An emulsion is generally produced by using a high-pressure emulsification equipment for efficient breaking-up, dispersing, and emulsification.

The conventional high-pressure emulsification equipment is available either in the type which does not involve application of a pressure (back pressure) in a direction reverse to the direction of flow of the emulsion fluid at the outlet of the equipment or the type which involves application of a back pressure equal to about 20-25% of the pressure acting on the point of high-pressure emulsifying action in the high-pressure emulsification zone.

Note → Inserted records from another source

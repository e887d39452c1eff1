//! `postcards-store` — SQLite durability for the fulfillment pipeline.
//!
//! Two concerns live here: the durable retry queue (failed placements must
//! survive a restart) and the calendar cursor store (the source of truth for
//! where each subscription's walk through the 365-slot rotation stands).

use std::str::FromStr;

use anyhow::Context;
use sqlx::SqlitePool;
use sqlx::sqlite::SqliteConnectOptions;

pub mod cursor;
pub mod retry_store;

pub use cursor::CursorStore;
pub use retry_store::SqliteRetryQueue;

/// Open (or create) the fulfillment database at `path` and run migrations.
pub async fn open_database(path: &str) -> anyhow::Result<SqlitePool> {
    let options = SqliteConnectOptions::from_str(path)
        .with_context(|| format!("invalid sqlite path {path:?}"))?
        .create_if_missing(true);

    let pool = SqlitePool::connect_with(options)
        .await
        .with_context(|| format!("failed to open sqlite database at {path:?}"))?;

    retry_store::migrate(&pool).await?;
    cursor::migrate(&pool).await?;
    tracing::info!(path, "fulfillment database ready");
    Ok(pool)
}

#[cfg(test)]
pub(crate) async fn test_pool() -> SqlitePool {
    let pool = SqlitePool::connect("sqlite::memory:").await.unwrap();
    retry_store::migrate(&pool).await.unwrap();
    cursor::migrate(&pool).await.unwrap();
    pool
}
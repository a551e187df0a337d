//! Core Database Backend Traits
//!
//! The connection capability the mapper issues statements through, and the
//! value/row types that cross it. Pool construction and concurrency control
//! belong to the implementation behind the trait.

use std::collections::HashMap;
use std::fmt;

use async_trait::async_trait;
use chrono::{DateTime, NaiveDate, Utc};
use serde_json::Value as JsonValue;

use crate::error::OrmResult;

/// Abstract database connection pool trait
#[async_trait]
pub trait DatabasePool: Send + Sync {
    /// Execute a statement with positional parameters and return its outcome
    async fn execute(&self, sql: &str, params: &[DatabaseValue]) -> OrmResult<StatementOutcome>;
}

/// Column metadata reported alongside result rows
#[derive(Debug, Clone, PartialEq)]
pub struct ColumnInfo {
    pub name: String,
    pub type_name: Option<String>,
}

impl ColumnInfo {
    pub fn new(name: impl Into<String>) -> Self {
        Self {
            name: name.into(),
            type_name: None,
        }
    }
}

/// Everything the driver reports for one statement
#[derive(Debug, Clone, Default, PartialEq)]
pub struct StatementOutcome {
    pub rows: Vec<ResultRow>,
    pub columns: Vec<ColumnInfo>,
    pub rows_affected: u64,
    pub last_insert_id: Option<u64>,
}

impl StatementOutcome {
    /// Outcome of a read returning `rows`
    pub fn with_rows(rows: Vec<ResultRow>) -> Self {
        let columns = rows
            .first()
            .map(|row| row.column_names().map(ColumnInfo::new).collect())
            .unwrap_or_default();
        Self {
            rows,
            columns,
            ..Default::default()
        }
    }

    /// Outcome of a write that generated `id`
    pub fn inserted(id: u64) -> Self {
        Self {
            rows_affected: 1,
            last_insert_id: Some(id),
            ..Default::default()
        }
    }

    /// Outcome of a write touching `count` rows
    pub fn affected(count: u64) -> Self {
        Self {
            rows_affected: count,
            ..Default::default()
        }
    }
}

/// Flat result row: column name -> raw stored value, in driver order
#[derive(Debug, Clone, Default, PartialEq)]
pub struct ResultRow {
    columns: Vec<(String, DatabaseValue)>,
}

impl ResultRow {
    pub fn new() -> Self {
        Self::default()
    }

    /// Append a column, replacing an earlier one with the same name
    pub fn insert(&mut self, name: impl Into<String>, value: impl Into<DatabaseValue>) {
        let name = name.into();
        let value = value.into();
        match self.columns.iter_mut().find(|(existing, _)| *existing == name) {
            Some(slot) => slot.1 = value,
            None => self.columns.push((name, value)),
        }
    }

    /// Builder-style insert
    pub fn with(mut self, name: impl Into<String>, value: impl Into<DatabaseValue>) -> Self {
        self.insert(name, value);
        self
    }

    /// Get a column value by name
    pub fn get(&self, name: &str) -> Option<&DatabaseValue> {
        self.columns
            .iter()
            .find(|(column, _)| column == name)
            .map(|(_, value)| value)
    }

    /// Column names in driver order
    pub fn column_names(&self) -> impl Iterator<Item = &str> {
        self.columns.iter().map(|(name, _)| name.as_str())
    }

    pub fn iter(&self) -> impl Iterator<Item = (&str, &DatabaseValue)> {
        self.columns.iter().map(|(name, value)| (name.as_str(), value))
    }

    pub fn len(&self) -> usize {
        self.columns.len()
    }

    pub fn is_empty(&self) -> bool {
        self.columns.is_empty()
    }

    /// Convert row to a JSON object
    pub fn to_json(&self) -> JsonValue {
        let map = self
            .columns
            .iter()
            .map(|(name, value)| (name.clone(), value.to_json()))
            .collect();
        JsonValue::Object(map)
    }

    /// Convert row to HashMap
    pub fn to_map(&self) -> HashMap<String, DatabaseValue> {
        self.columns.iter().cloned().collect()
    }
}

impl<K: Into<String>> FromIterator<(K, DatabaseValue)> for ResultRow {
    fn from_iter<I: IntoIterator<Item = (K, DatabaseValue)>>(iter: I) -> Self {
        let mut row = ResultRow::new();
        for (name, value) in iter {
            row.insert(name, value);
        }
        row
    }
}

/// Database value enumeration for type-safe parameter binding
#[derive(Debug, Clone, PartialEq)]
pub enum DatabaseValue {
    Null,
    Bool(bool),
    Int64(i64),
    Float64(f64),
    String(String),
    Bytes(Vec<u8>),
    DateTime(DateTime<Utc>),
    Date(NaiveDate),
    Json(JsonValue),
}

impl DatabaseValue {
    /// Check if the value is null
    pub fn is_null(&self) -> bool {
        matches!(self, DatabaseValue::Null)
    }

    /// SQL-style truthiness used when reading boolean columns
    pub fn is_truthy(&self) -> bool {
        match self {
            DatabaseValue::Null => false,
            DatabaseValue::Bool(b) => *b,
            DatabaseValue::Int64(i) => *i != 0,
            DatabaseValue::Float64(f) => *f != 0.0 && !f.is_nan(),
            DatabaseValue::String(s) => !s.is_empty(),
            DatabaseValue::Bytes(b) => !b.is_empty(),
            DatabaseValue::DateTime(_) | DatabaseValue::Date(_) | DatabaseValue::Json(_) => true,
        }
    }

    /// Integer view of the value, if it is one
    pub fn as_i64(&self) -> Option<i64> {
        match self {
            DatabaseValue::Int64(i) => Some(*i),
            DatabaseValue::Float64(f) if f.fract() == 0.0 => Some(*f as i64),
            DatabaseValue::String(s) => s.parse().ok(),
            _ => None,
        }
    }

    pub fn as_str(&self) -> Option<&str> {
        match self {
            DatabaseValue::String(s) => Some(s),
            _ => None,
        }
    }

    /// Stable identity used to compare keys across rows (`7`, `7.0` and `"7"` agree)
    pub fn identity_key(&self) -> Option<String> {
        match self {
            DatabaseValue::Null => None,
            DatabaseValue::Bool(b) => Some(if *b { "1" } else { "0" }.to_string()),
            DatabaseValue::Int64(i) => Some(i.to_string()),
            DatabaseValue::Float64(f) if f.fract() == 0.0 => Some((*f as i64).to_string()),
            DatabaseValue::String(s) => Some(s.clone()),
            other => Some(other.to_json().to_string()),
        }
    }

    /// Convert to JSON value
    pub fn to_json(&self) -> JsonValue {
        match self {
            DatabaseValue::Null => JsonValue::Null,
            DatabaseValue::Bool(b) => JsonValue::Bool(*b),
            DatabaseValue::Int64(i) => JsonValue::Number(serde_json::Number::from(*i)),
            DatabaseValue::Float64(f) => serde_json::Number::from_f64(*f)
                .map(JsonValue::Number)
                .unwrap_or(JsonValue::Null),
            DatabaseValue::String(s) => JsonValue::String(s.clone()),
            DatabaseValue::Bytes(b) => JsonValue::Array(
                b.iter()
                    .map(|&x| JsonValue::Number(serde_json::Number::from(x)))
                    .collect(),
            ),
            DatabaseValue::DateTime(dt) => JsonValue::String(dt.to_rfc3339()),
            DatabaseValue::Date(d) => JsonValue::String(d.to_string()),
            DatabaseValue::Json(j) => j.clone(),
        }
    }

    /// Create DatabaseValue from JSON value
    pub fn from_json(json: JsonValue) -> Self {
        match json {
            JsonValue::Null => DatabaseValue::Null,
            JsonValue::Bool(b) => DatabaseValue::Bool(b),
            JsonValue::Number(n) => {
                if let Some(i) = n.as_i64() {
                    DatabaseValue::Int64(i)
                } else if let Some(f) = n.as_f64() {
                    DatabaseValue::Float64(f)
                } else {
                    DatabaseValue::Null
                }
            }
            JsonValue::String(s) => DatabaseValue::String(s),
            other @ (JsonValue::Array(_) | JsonValue::Object(_)) => DatabaseValue::Json(other),
        }
    }
}

impl fmt::Display for DatabaseValue {
    fn fmt(&self, f: &mut fmt::Formatter<'_>) -> fmt::Result {
        match self {
            DatabaseValue::Null => write!(f, "NULL"),
            DatabaseValue::String(s) => write!(f, "{}", s),
            other => write!(f, "{}", other.to_json()),
        }
    }
}

impl From<bool> for DatabaseValue {
    fn from(value: bool) -> Self {
        DatabaseValue::Bool(value)
    }
}

impl From<i32> for DatabaseValue {
    fn from(value: i32) -> Self {
        // past i64::MAX the exact digits survive as text
        i64::try_from(value)
            .map(DatabaseValue::Int64)
            .unwrap_or_else(|_| DatabaseValue::String(value.to_string()))
    }
}

impl From<i64> for DatabaseValue {
    fn from(value: i64) -> Self {
        DatabaseValue::Int64(value)
    }
}

impl From<u64> for DatabaseValue {
    fn from(value: u64) -> Self {
        // past i64::MAX the exact digits survive as text
        i64::try_from(value)
            .map(DatabaseValue::Int64)
            .unwrap_or_else(|_| DatabaseValue::String(value.to_string()))
    }
}

impl From<f64> for DatabaseValue {
    fn from(value: f64) -> Self {
        DatabaseValue::Float64(value)
    }
}

impl From<String> for DatabaseValue {
    fn from(value: String) -> Self {
        DatabaseValue::String(value)
    }
}

impl From<&str> for DatabaseValue {
    fn from(value: &str) -> Self {
        DatabaseValue::String(value.to_string())
    }
}

impl From<Vec<u8>> for DatabaseValue {
    fn from(value: Vec<u8>) -> Self {
        DatabaseValue::Bytes(value)
    }
}

impl From<DateTime<Utc>> for DatabaseValue {
    fn from(value: DateTime<Utc>) -> Self {
        DatabaseValue::DateTime(value)
    }
}

impl From<NaiveDate> for DatabaseValue {
    fn from(value: NaiveDate) -> Self {
        DatabaseValue::Date(value)
    }
}

impl From<JsonValue> for DatabaseValue {
    fn from(value: JsonValue) -> Self {
        DatabaseValue::from_json(value)
    }
}

impl<T> From<Option<T>> for DatabaseValue
where
    T: Into<DatabaseValue>,
{
    fn from(value: Option<T>) -> Self {
        match value {
            Some(v) => v.into(),
            None => DatabaseValue::Null,
        }
    }
}

/// Database pool configuration
#[derive(Debug, Clone)]
pub struct DatabasePoolConfig {
    pub max_connections: u32,
    pub min_connections: u32,
    pub acquire_timeout_seconds: u64,
    pub idle_timeout_seconds: Option<u64>,
    pub max_lifetime_seconds: Option<u64>,
    pub test_before_acquire: bool,
}

impl Default for DatabasePoolConfig {
    fn default() -> Self {
        Self {
            max_connections: 10,
            min_connections: 1,
            acquire_timeout_seconds: 30,
            idle_timeout_seconds: Some(600), // 10 minutes
            max_lifetime_seconds: Some(1800), // 30 minutes
            test_before_acquire: true,
        }
    }
}

/// Database connection configuration parsed from URL
#[derive(Debug, Clone)]
pub struct DatabaseConnectionConfig {
    pub host: String,
    pub port: u16,
    pub database: String,
    pub username: Option<String>,
    pub password: Option<String>,
    pub additional_params: HashMap<String, String>,
}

Although emulsions can be produced by using such emulsification equipment, a great deal of energy is required for applying a high pressure to the point of emulsifying action in the high-pressure emulsification zone or for causing the emulsion fluid to traverse the point of emulsifying action repeatedly to produce an emulsion consisting of microglobular particles with diameters in the range of tens through hundreds of nanometers. In addition, it is difficult to obtain microglobules uniform in particle diameter. Thus, the conventional high-pressure emulsification equipment is not necessarily a satisfactory equipment. In particular, it is difficult to produce an emulsion consisting of microglobules (a mean particle diameter not greater than 70 nm) by using the conventional high-pressure emulsification equipment.

SUMMARY OF THE INVENTION

The present invention has for its object to provide a method of producing an emulsion consisting of uniform and microfine globules with a reduced energy input (a shorter treatment time or a lower pressure) with ease.

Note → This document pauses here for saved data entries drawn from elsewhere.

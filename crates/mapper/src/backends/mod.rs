//! Database Backend Abstractions
//!
//! The pool capability the mapper executes through, plus the MySQL
//! implementation built on sqlx.

pub mod core;
pub mod mysql;

// Re-export core traits and types
pub use self::core::*;
pub use self::mysql::{MySqlBackend, MySqlDatabasePool};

After much research the inventors of the present invention discovered by chance that the above-mentioned object can be accomplished by the simple procedure of applying a back pressure equal to not less than 0.2% but less than 5% of the pressure acting on the point of high-pressure emulsifying action in a high-pressure em ulsification zone (hereinafter referred to as processing pressure) in the course of production of an emulsion with a high-pressure emulsification equipment. The present invention has been developed on the basis of the above finding.

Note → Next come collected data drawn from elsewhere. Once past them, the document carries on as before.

//! Result hydration - flat rows back into model instances
//!
//! Plain rows carry bare storage columns. Rows from include queries carry
//! `{prefix}_{column}` names: the queried table's alias for the model itself,
//! each relation alias for its related model, and `{alias}__fk` for the key
//! that correlates a related row with its parent.

use std::collections::BTreeMap;
use std::sync::Arc;

use crate::backends::{DatabaseValue, ResultRow};
use crate::error::{ModelError, ModelResult};
use crate::model::coercion::from_storage;
use crate::model::{ModelDefinition, ModelInstance};
use crate::query::{IncludedRelation, FOREIGN_KEY_MARKER};

/// Related model found on one row
#[derive(Debug, Clone, PartialEq)]
pub struct RelatedRow {
    pub alias: String,
    /// `None` when the outer join found nothing
    pub instance: Option<ModelInstance>,
    pub marker: Option<DatabaseValue>,
}

/// One row: the queried model plus every included relation's columns
#[derive(Debug, Clone, PartialEq)]
pub struct HydratedRow {
    pub instance: ModelInstance,
    pub related: Vec<RelatedRow>,
}

#[derive(Debug, Clone)]
enum ColumnNaming {
    Plain,
    Nested {
        base_prefix: String,
        relations: Vec<(String, Arc<ModelDefinition>)>,
    },
}

#[derive(Debug, Clone)]
enum Group {
    Base,
    Relation(usize),
}

#[derive(Debug, Clone)]
pub struct ResultHydrator {
    definition: Arc<ModelDefinition>,
    naming: ColumnNaming,
}

impl ResultHydrator {
    /// Hydrator for rows whose columns are bare storage names
    pub fn plain(definition: Arc<ModelDefinition>) -> Self {
        Self {
            definition,
            naming: ColumnNaming::Plain,
        }
    }

    /// Hydrator for include queries
    pub fn nested(
        definition: Arc<ModelDefinition>,
        base_prefix: impl Into<String>,
        included: &[IncludedRelation],
    ) -> Self {
        let relations = included
            .iter()
            .map(|inc| (inc.alias.clone(), Arc::clone(&inc.target)))
            .collect();
        Self {
            definition,
            naming: ColumnNaming::Nested {
                base_prefix: base_prefix.into(),
                relations,
            },
        }
    }

    pub fn hydrate(&self, rows: &[ResultRow]) -> ModelResult<Vec<HydratedRow>> {
        rows.iter().map(|row| self.hydrate_row(row)).collect()
    }

    /// Hydrate and keep only the queried model
    pub fn hydrate_instances(&self, rows: &[ResultRow]) -> ModelResult<Vec<ModelInstance>> {
        rows.iter()
            .map(|row| self.hydrate_row(row).map(|hydrated| hydrated.instance))
            .collect()
    }

    pub fn hydrate_row(&self, row: &ResultRow) -> ModelResult<HydratedRow> {
        match &self.naming {
            ColumnNaming::Plain => Ok(HydratedRow {
                instance: build_instance(&self.definition, row.iter()),
                related: Vec::new(),
            }),
            ColumnNaming::Nested {
                base_prefix,
                relations,
            } => self.hydrate_nested(row, base_prefix, relations),
        }
    }

    fn hydrate_nested(
        &self,
        row: &ResultRow,
        base_prefix: &str,
        relations: &[(String, Arc<ModelDefinition>)],
    ) -> ModelResult<HydratedRow> {
        // longest prefix first so `post_` never swallows `post_tags_`
        let mut prefixes: Vec<(&str, Group)> = std::iter::once((base_prefix, Group::Base))
            .chain(
                relations
                    .iter()
                    .enumerate()
                    .map(|(i, (alias, _))| (alias.as_str(), Group::Relation(i))),
            )
            .collect();
        prefixes.sort_by(|a, b| b.0.len().cmp(&a.0.len()));

        let mut base_columns: Vec<(&str, &DatabaseValue)> = Vec::new();
        let mut related_columns: Vec<Vec<(&str, &DatabaseValue)>> =
            vec![Vec::new(); relations.len()];
        let mut markers: Vec<Option<DatabaseValue>> = vec![None; relations.len()];

        for (column, value) in row.iter() {
            let matched = prefixes.iter().find_map(|(prefix, group)| {
                column
                    .strip_prefix(prefix)
                    .and_then(|rest| rest.strip_prefix('_'))
                    .map(|rest| (rest, group))
            });
            match matched {
                Some((rest, Group::Relation(i))) if rest == FOREIGN_KEY_MARKER => {
                    markers[*i] = Some(value.clone()).filter(|v| !v.is_null());
                }
                Some((rest, Group::Relation(i))) => related_columns[*i].push((rest, value)),
                Some((rest, Group::Base)) => base_columns.push((rest, value)),
                None => base_columns.push((column, value)),
            }
        }

        let instance = build_instance(&self.definition, base_columns.into_iter());
        if instance.primary_key().is_none() {
            return Err(ModelError::Hydration(format!(
                "Row for {} has no primary key column '{}_{}'",
                self.definition.name(),
                base_prefix,
                self.definition.primary_key_column()
            )));
        }

        let related = relations
            .iter()
            .zip(related_columns)
            .zip(markers)
            .map(|(((alias, definition), columns), marker)| {
                let related = build_instance(definition, columns.into_iter());
                RelatedRow {
                    alias: alias.clone(),
                    instance: related.primary_key().is_some().then_some(related),
                    marker,
                }
            })
            .collect();

        Ok(HydratedRow { instance, related })
    }
}

/// Map storage columns to attributes, coercing declared ones
fn build_instance<'r>(
    definition: &Arc<ModelDefinition>,
    columns: impl Iterator<Item = (&'r str, &'r DatabaseValue)>,
) -> ModelInstance {
    let attrs: BTreeMap<String, DatabaseValue> = columns
        .map(|(column, value)| match definition.attribute_for_column(column) {
            Some(attribute) => (attribute.name.clone(), from_storage(attribute, value.clone())),
            None => (column.to_string(), value.clone()),
        })
        .collect();
    ModelInstance::hydrated(Arc::clone(definition), attrs)
}

#[cfg(test)]
mod tests {
    use super::*;
    use crate::model::{AttributeDefinition, AttributeType};
    use crate::relationships::{RelationDefinition, RelationKind};
    use chrono::{TimeZone, Utc};

    fn user() -> Arc<ModelDefinition> {
        Arc::new(
            ModelDefinition::new("User")
                .table("user")
                .attr("id", AttributeType::Number)
                .attribute(AttributeDefinition::new("fullname", AttributeType::String).column("name"))
                .attr("admin", AttributeType::Boolean)
                .attr("joined", AttributeType::Date),
        )
    }

    fn post() -> Arc<ModelDefinition> {
        Arc::new(
            ModelDefinition::new("Post")
                .table("post")
                .attr("id", AttributeType::Number)
                .attr("title", AttributeType::String)
                .attr("user_id", AttributeType::Number),
        )
    }

    fn posts_included() -> IncludedRelation {
        IncludedRelation {
            alias: "user_posts".to_string(),
            relation: RelationDefinition {
                kind: RelationKind::HasMany,
                alias: "user_posts".to_string(),
                owner: "User".to_string(),
                target: "Post".to_string(),
                foreign_key: "user_id".to_string(),
                through: None,
            },
            target: post(),
        }
    }

    #[test]
    fn test_plain_rows_map_columns_and_coerce() {
        let row = ResultRow::new()
            .with("id", 1i64)
            .with("name", "alex")
            .with("admin", DatabaseValue::Null)
            .with("joined", 1_700_000_000i64)
            .with("extra", "kept");

        let hydrated = ResultHydrator::plain(user()).hydrate_row(&row).unwrap();
        let instance = hydrated.instance;
        assert_eq!(instance.get("fullname"), Some(&DatabaseValue::from("alex")));
        assert_eq!(instance.get("name"), None);
        assert_eq!(instance.get("admin"), Some(&DatabaseValue::Bool(false)));
        assert_eq!(
            instance.get("joined"),
            Some(&DatabaseValue::DateTime(Utc.timestamp_opt(1_700_000_000, 0).unwrap()))
        );
        assert_eq!(instance.get("extra"), Some(&DatabaseValue::from("kept")));
        assert!(!instance.is_dirty());
    }

    #[test]
    fn test_nested_rows_split_by_longest_prefix() {
        let row = ResultRow::new()
            .with("user_id", 1i64)
            .with("user_name", "alex")
            .with("user_posts_id", 10i64)
            .with("user_posts_title", "hello")
            .with("user_posts_user_id", 1i64)
            .with("user_posts__fk", 1i64);

        let hydrator = ResultHydrator::nested(user(), "user", &[posts_included()]);
        let hydrated = hydrator.hydrate_row(&row).unwrap();

        assert_eq!(hydrated.instance.get("fullname"), Some(&DatabaseValue::from("alex")));
        assert_eq!(hydrated.instance.get("posts_id"), None);
        let related = &hydrated.related[0];
        assert_eq!(related.alias, "user_posts");
        assert_eq!(related.marker, Some(DatabaseValue::Int64(1)));
        let post = related.instance.as_ref().unwrap();
        assert_eq!(post.get("title"), Some(&DatabaseValue::from("hello")));
        assert_eq!(post.get("user_id"), Some(&DatabaseValue::Int64(1)));
    }

    #[test]
    fn test_unmatched_outer_join_yields_no_related_instance() {
        let row = ResultRow::new()
            .with("user_id", 2i64)
            .with("user_posts_id", DatabaseValue::Null)
            .with("user_posts_title", DatabaseValue::Null)
            .with("user_posts__fk", DatabaseValue::Null);

        let hydrator = ResultHydrator::nested(user(), "user", &[posts_included()]);
        let hydrated = hydrator.hydrate_row(&row).unwrap();
        assert!(hydrated.related[0].instance.is_none());
        assert!(hydrated.related[0].marker.is_none());
    }

    #[test]
    fn test_nested_row_without_primary_key_is_an_error() {
        let row = ResultRow::new().with("user_name", "alex");
        let hydrator = ResultHydrator::nested(user(), "user", &[]);
        assert!(matches!(hydrator.hydrate_row(&row), Err(ModelError::Hydration(_))));
    }

    #[test]
    fn test_hydration_is_idempotent() {
        let rows = vec![
            ResultRow::new().with("id", 1i64).with("name", "a").with("admin", 1i64),
            ResultRow::new().with("id", 2i64).with("name", "b").with("admin", 0i64),
        ];
        let hydrator = ResultHydrator::plain(user());
        assert_eq!(hydrator.hydrate(&rows).unwrap(), hydrator.hydrate(&rows).unwrap());
    }
}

BRIEF DESCRIPTION OF THE DRAWINGS

FIG. 1 is a schematic view of a general high-pressure emulsification apparatus according to the invention;

FIGS. 2-1 to 2-5 are schematic views of devices for applying back pressure to the high-pressure emulsification zone in a high-pressure emulsification apparatus;

FIG. 3 is a graph showing particle size distribution of emulsions obtained using the present invention (open circles) and the prior art (closed circles);

FIG. 4 is a graph showing the relationship between particle diameter and back pressure.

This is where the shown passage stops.